Synthetic methods for unsymmetrical disulfides are greatly needed owing to their applications in drug discovery, linker chemistry, and materials sciences. In this study, a new shelf‐stable and easy‐to‐prepare bilateral disulfurating platform molecule, N‐(morpholine‐4‐dithio)phthalimide, has been developed for the divergent synthesis of unsymmetrical disulfides. The amino and imide leaving groups of this reagent can be orthogonally transformed. Under acidic conditions, the amino moiety undergoes selective protonation and thus can be displaced by various carbon nucleophiles, such as allyl trimethylsilanes, alkynyl silanes, and electron‐rich arenes, leaving the phthalimide moiety untouched. Meanwhile, the phthalimide leaving group is amenable to substitution under basic or neutral conditions. The combination of these transformations provides rapid access to diverse unsymmetrical disulfides through two C−S bond‐forming reactions. A shelf‐stable and easy‐to‐prepare disulfurating reagent with chemoselectively displaceable amino and imide leaving groups is described.
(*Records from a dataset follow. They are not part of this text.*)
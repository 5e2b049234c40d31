//! Surface that records draw calls, for scene tests

use crate::core::Rgb;
use crate::render::{DrawSurface, Rect, TextStyle};

#[derive(Debug, Clone, PartialEq)]
pub enum DrawCall {
    Rect(Rect, Rgb),
    Line([f32; 2], [f32; 2], Rgb, f32),
    Circle([f32; 2], f32, Rgb),
    Text(String, [f32; 2], Rgb, TextStyle),
}

#[derive(Debug, Default)]
pub struct RecordingSurface {
    pub calls: Vec<DrawCall>,
}

impl RecordingSurface {
    pub fn lines(&self) -> impl Iterator<Item = ([f32; 2], [f32; 2], Rgb, f32)> + '_ {
        self.calls.iter().filter_map(|call| match *call {
            DrawCall::Line(from, to, color, width) => Some((from, to, color, width)),
            _ => None,
        })
    }

    pub fn circles(&self) -> impl Iterator<Item = ([f32; 2], f32, Rgb)> + '_ {
        self.calls.iter().filter_map(|call| match *call {
            DrawCall::Circle(center, radius, color) => Some((center, radius, color)),
            _ => None,
        })
    }

    pub fn texts(&self) -> impl Iterator<Item = &str> + '_ {
        self.calls.iter().filter_map(|call| match call {
            DrawCall::Text(text, ..) => Some(text.as_str()),
            _ => None,
        })
    }

    pub fn has_text(&self, needle: &str) -> bool {
        self.texts().any(|text| text.contains(needle))
    }
}

impl DrawSurface for RecordingSurface {
    fn fill_rect(&mut self, rect: Rect, color: Rgb) {
        self.calls.push(DrawCall::Rect(rect, color));
    }

    fn line(&mut self, from: [f32; 2], to: [f32; 2], color: Rgb, width: f32) {
        self.calls.push(DrawCall::Line(from, to, color, width));
    }

    fn fill_circle(&mut self, center: [f32; 2], radius: f32, color: Rgb) {
        self.calls.push(DrawCall::Circle(center, radius, color));
    }

    fn text(&mut self, text: &str, at: [f32; 2], color: Rgb, style: TextStyle) {
        self.calls.push(DrawCall::Text(text.to_string(), at, color, style));
    }
}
Protonation of this reagent promotes exclusive displacement of the amino group with various neutral carbon nucleophiles. The resulting dithiophthalimides are amenable to diverse substitution reactions under basic or neutral conditions, thus enabling expedient access to structurally diverse unsymmetrical disulfides.